Witchfinders by Tania Dreams
Witchfinders is a short Twine game about a witch in a 19th century Edinburgh where detecting and prosecuting witches is still a pastime for some. The game begins rather bizarrely:
Even if we ignore that both ‘Enlightenment’ and ‘Renaissance’ are misspelled, and that there are no fewer than three article errors in the sentence, there is still the problem that this makes no sense. How can it be the case that the Age of Enlightenment giving way to Romanticism makes us leave behind the ‘brutality’ of the Middle Ages, which ended some four centuries earlier? This doesn’t inspire confidence, which is very important to inspire at the start of a game. The game then goes on to tell me that I’ll be surprised that I won’t be able to play a witchfinder, because instead I am… the witch! Actually, there are so many IF games in which you are a witch (or wizard) that it would have been a lot more surprising to be the witchfinder!
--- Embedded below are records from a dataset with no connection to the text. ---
//! Shared utilities for the equity pipeline.
//!
//! This module contains common helper functions used across multiple stages:
//! column lookup, value parsing (numbers, dates, truthy flags) and the
//! percentile computation used by the outlier detector.

use crate::error::{EquityError, Result};
use chrono::{DateTime, NaiveDate, NaiveDateTime};
use polars::prelude::*;

// =============================================================================
// Column Access
// =============================================================================

/// Check whether a table has a column with the given name.
pub fn has_column(df: &DataFrame, name: &str) -> bool {
    df.get_column_names().iter().any(|c| c.as_str() == name)
}

/// Get a column as a Series, or a schema error naming the column.
pub fn require_series<'a>(df: &'a DataFrame, name: &str) -> Result<&'a Series> {
    df.column(name)
        .map(|col| col.as_materialized_series())
        .map_err(|_| EquityError::missing_column(name))
}

/// Owned string form of every cell; nulls stay `None`.
pub fn string_values(series: &Series) -> Result<Vec<Option<String>>> {
    let as_str = series.cast(&DataType::String)?;
    Ok(as_str
        .str()?
        .into_iter()
        .map(|v| v.map(|s| s.to_string()))
        .collect())
}

// =============================================================================
// Data Type Utilities
// =============================================================================

/// Check if a DataType is numeric (integer or float).
#[inline]
pub fn is_numeric_dtype(dtype: &DataType) -> bool {
    matches!(
        dtype,
        DataType::Int8
            | DataType::Int16
            | DataType::Int32
            | DataType::Int64
            | DataType::UInt8
            | DataType::UInt16
            | DataType::UInt32
            | DataType::UInt64
            | DataType::Float32
            | DataType::Float64
    )
}

// =============================================================================
// String Parsing Utilities
// =============================================================================

/// Characters commonly used in numeric formatting that should be stripped.
pub const NUMERIC_FORMAT_CHARS: [char; 6] = [',', '$', '%', '€', '£', ' '];

/// Common error/missing value markers in data.
pub const ERROR_MARKERS: [&str; 8] = [
    "error", "unknown", "n/a", "na", "null", "missing", "none", "#n/a",
];

/// Strings read as a positive flag in indicator columns.
pub const TRUTHY_MARKERS: [&str; 7] = ["true", "yes", "y", "t", "positive", "pos", "detected"];

/// Clean a string for numeric parsing by removing formatting characters.
///
/// ```rust,ignore
/// assert_eq!(clean_numeric_string("$1,234.56"), "1234.56");
/// assert_eq!(clean_numeric_string("  42%  "), "42");
/// ```
pub fn clean_numeric_string(s: &str) -> String {
    let mut result = s.trim().to_string();
    for c in NUMERIC_FORMAT_CHARS {
        result = result.replace(c, "");
    }
    result
}

/// Check if a string is an error/missing value marker.
pub fn is_error_marker(s: &str) -> bool {
    let lower = s.trim().to_ascii_lowercase();
    ERROR_MARKERS.iter().any(|&marker| lower == marker)
}

/// Try to parse a string as a numeric value (f64).
///
/// Handles common formatting like currency symbols, percentages, and thousands separators.
pub fn parse_numeric_string(s: &str) -> Option<f64> {
    let cleaned = clean_numeric_string(s);
    if cleaned.is_empty() {
        return None;
    }
    cleaned.parse::<f64>().ok()
}

/// Whether a string cell counts as a positive flag.
///
/// Numbers are truthy when non-zero; otherwise the value must match one of
/// [`TRUTHY_MARKERS`]. Everything else, including "negative" or
/// "not detected", is false.
pub fn is_truthy_str(s: &str) -> bool {
    let trimmed = s.trim();
    if let Some(num) = parse_numeric_string(trimmed) {
        return num != 0.0 && !num.is_nan();
    }
    let lower = trimmed.to_ascii_lowercase();
    TRUTHY_MARKERS.iter().any(|&marker| lower == marker)
}

/// Read a column as binary flags. Nulls are false.
pub fn indicator_flags(series: &Series) -> Result<Vec<bool>> {
    let dtype = series.dtype();
    if matches!(dtype, DataType::Boolean) {
        return Ok(series
            .bool()?
            .into_iter()
            .map(|v| v.unwrap_or(false))
            .collect());
    }

    if is_numeric_dtype(dtype) {
        let as_float = series.cast(&DataType::Float64)?;
        return Ok(as_float
            .f64()?
            .into_iter()
            .map(|v| v.map(|x| x != 0.0 && !x.is_nan()).unwrap_or(false))
            .collect());
    }

    let as_str = series.cast(&DataType::String)?;
    Ok(as_str
        .str()?
        .into_iter()
        .map(|v| v.map(is_truthy_str).unwrap_or(false))
        .collect())
}

// =============================================================================
// Date Utilities
// =============================================================================

/// Day number of 1970-01-01 counted from 0001-01-01 (CE).
const UNIX_EPOCH_DAYS_FROM_CE: i32 = 719_163;

const DATE_FORMATS: [&str; 4] = ["%Y-%m-%d", "%Y/%m/%d", "%m/%d/%Y", "%d.%m.%Y"];

const DATETIME_FORMATS: [&str; 4] = [
    "%Y-%m-%dT%H:%M:%S%.f",
    "%Y-%m-%d %H:%M:%S%.f",
    "%Y-%m-%dT%H:%M",
    "%Y-%m-%d %H:%M",
];

/// Parse a date string, accepting plain dates, ISO datetimes and RFC 3339.
///
/// Datetimes are truncated to their date. Returns `None` for empty or
/// unrecognized input.
pub fn parse_date_str(s: &str) -> Option<NaiveDate> {
    let trimmed = s.trim();
    if trimmed.is_empty() {
        return None;
    }

    for fmt in DATE_FORMATS {
        if let Ok(date) = NaiveDate::parse_from_str(trimmed, fmt) {
            return Some(date);
        }
    }

    for fmt in DATETIME_FORMATS {
        if let Ok(dt) = NaiveDateTime::parse_from_str(trimmed, fmt) {
            return Some(dt.date());
        }
    }

    DateTime::parse_from_rfc3339(trimmed)
        .ok()
        .map(|dt| dt.date_naive())
}

/// Convert a Polars `Date` physical value (days since the Unix epoch).
pub fn date_from_epoch_days(days: i32) -> Option<NaiveDate> {
    days.checked_add(UNIX_EPOCH_DAYS_FROM_CE)
        .and_then(NaiveDate::from_num_days_from_ce_opt)
}

// =============================================================================
// Statistics Utilities
// =============================================================================

/// Percentile of already-sorted values with linear interpolation between
/// the closest ranks (`pos = p/100 * (n - 1)`).
///
/// Returns `None` for an empty slice.
pub fn percentile_linear(sorted: &[f64], p: f64) -> Option<f64> {
    if sorted.is_empty() {
        return None;
    }
    let pos = (p / 100.0).clamp(0.0, 1.0) * (sorted.len() - 1) as f64;
    let lower = pos.floor() as usize;
    let upper = pos.ceil() as usize;
    let fraction = pos - lower as f64;
    Some(sorted[lower] + (sorted[upper] - sorted[lower]) * fraction)
}

/// Percentage `100 * part / whole`, or 0 for an empty whole.
pub fn percentage(part: usize, whole: usize) -> f64 {
    if whole == 0 {
        0.0
    } else {
        part as f64 * 100.0 / whole as f64
    }
}

#[cfg(test)]
mod tests {
    use super::*;

    #[test]
    fn test_parse_numeric_string() {
        assert_eq!(parse_numeric_string("$1,234.56"), Some(1234.56));
        assert_eq!(parse_numeric_string(" 42 "), Some(42.0));
        assert_eq!(parse_numeric_string(""), None);
        assert_eq!(parse_numeric_string("thirty"), None);
    }

    #[test]
    fn test_is_error_marker() {
        assert!(is_error_marker("N/A"));
        assert!(is_error_marker(" null "));
        assert!(!is_error_marker("27"));
    }

    #[test]
    fn test_is_truthy_str() {
        assert!(is_truthy_str("1"));
        assert!(is_truthy_str("TRUE"));
        assert!(is_truthy_str("Detected"));
        assert!(is_truthy_str("2.0"));
        assert!(!is_truthy_str("0"));
        assert!(!is_truthy_str("false"));
        assert!(!is_truthy_str("not detected"));
        assert!(!is_truthy_str(""));
    }

    #[test]
    fn test_indicator_flags_by_dtype() {
        let bools = Series::new("b".into(), &[Some(true), None, Some(false)]);
        assert_eq!(indicator_flags(&bools).unwrap(), vec![true, false, false]);

        let ints = Series::new("i".into(), &[Some(0i64), Some(3), None]);
        assert_eq!(indicator_flags(&ints).unwrap(), vec![false, true, false]);

        let strs = Series::new("s".into(), &[Some("yes"), Some("no"), None]);
        assert_eq!(indicator_flags(&strs).unwrap(), vec![true, false, false]);
    }

    #[test]
    fn test_parse_date_str_formats() {
        let expected = NaiveDate::from_ymd_opt(2028, 3, 1).unwrap();
        assert_eq!(parse_date_str("2028-03-01"), Some(expected));
        assert_eq!(parse_date_str("2028/03/01"), Some(expected));
        assert_eq!(parse_date_str("03/01/2028"), Some(expected));
        assert_eq!(parse_date_str("2028-03-01 13:45:00"), Some(expected));
        assert_eq!(parse_date_str("2028-03-01T08:00:00.250"), Some(expected));
        assert_eq!(parse_date_str("2028-03-01T08:00:00+02:00"), Some(expected));
        assert_eq!(parse_date_str("  "), None);
        assert_eq!(parse_date_str("March 1st"), None);
    }

    #[test]
    fn test_date_from_epoch_days() {
        assert_eq!(
            date_from_epoch_days(0),
            NaiveDate::from_ymd_opt(1970, 1, 1)
        );
        assert_eq!(
            date_from_epoch_days(31),
            NaiveDate::from_ymd_opt(1970, 2, 1)
        );
    }

    #[test]
    fn test_percentile_linear_matches_closest_rank_interpolation() {
        let sorted = [1.0, 2.0, 3.0, 4.0];
        // pos = 0.25 * 3 = 0.75 -> 1 + 0.75
        assert_eq!(percentile_linear(&sorted, 25.0), Some(1.75));
        assert_eq!(percentile_linear(&sorted, 75.0), Some(3.25));
        assert_eq!(percentile_linear(&sorted, 0.0), Some(1.0));
        assert_eq!(percentile_linear(&sorted, 100.0), Some(4.0));
        assert_eq!(percentile_linear(&[7.0], 25.0), Some(7.0));
        assert_eq!(percentile_linear(&[], 50.0), None);
    }

    #[test]
    fn test_percentage() {
        assert_eq!(percentage(3, 5), 60.0);
        assert_eq!(percentage(0, 0), 0.0);
    }
}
Thankfully, the rest of the game is significantly better. It is also very much more down to earth. You visit a handful of locations in Edinburgh, learn about a few problems, collect some ingredients, and solve the problems. At all points the prose is very sparse; NPCs are just quest-giving machines, locations are never detailed in more than two sentences, and the PC doesn’t have much of an inner life. There is a system in place where by earning ‘witch points’ you can get yourself persecuted. But there’s no real tension, in part because it is easy to avoid the witch points, and in part because everything is so sparse and functional that you’re never caught up in the fiction.
Actually the experience is somewhat reminiscent of playing a mediocre graphical RPG like Oblivion. There’s a sick child to be saved, but the only possible interaction with him is to click and hear ‘ugh’. You can talk to his father, who has two endlessly repeated sentences of text to give you the quest. You walk into the woods and harvest the necessary ingredient. You return to the father, click, press the ‘give medicine’ button, get the XP and gold coins, and walk away towards the next quest. Without the visuals to distract us, the equivalent experience is Witchfinder shows more clearly how bare bones this approach is. Why don’t we have a more detailed conversation with the father? Why isn’t there a story in which the suspense slowly mounts as even the people we care about start getting suspicious? Why aren’t we forced to choose between helping the needy and our own safety? Why isn’t our character more fleshed out? In general, why isn’t there more fiction in this interactive fiction? I’m just left wishing for a lot more.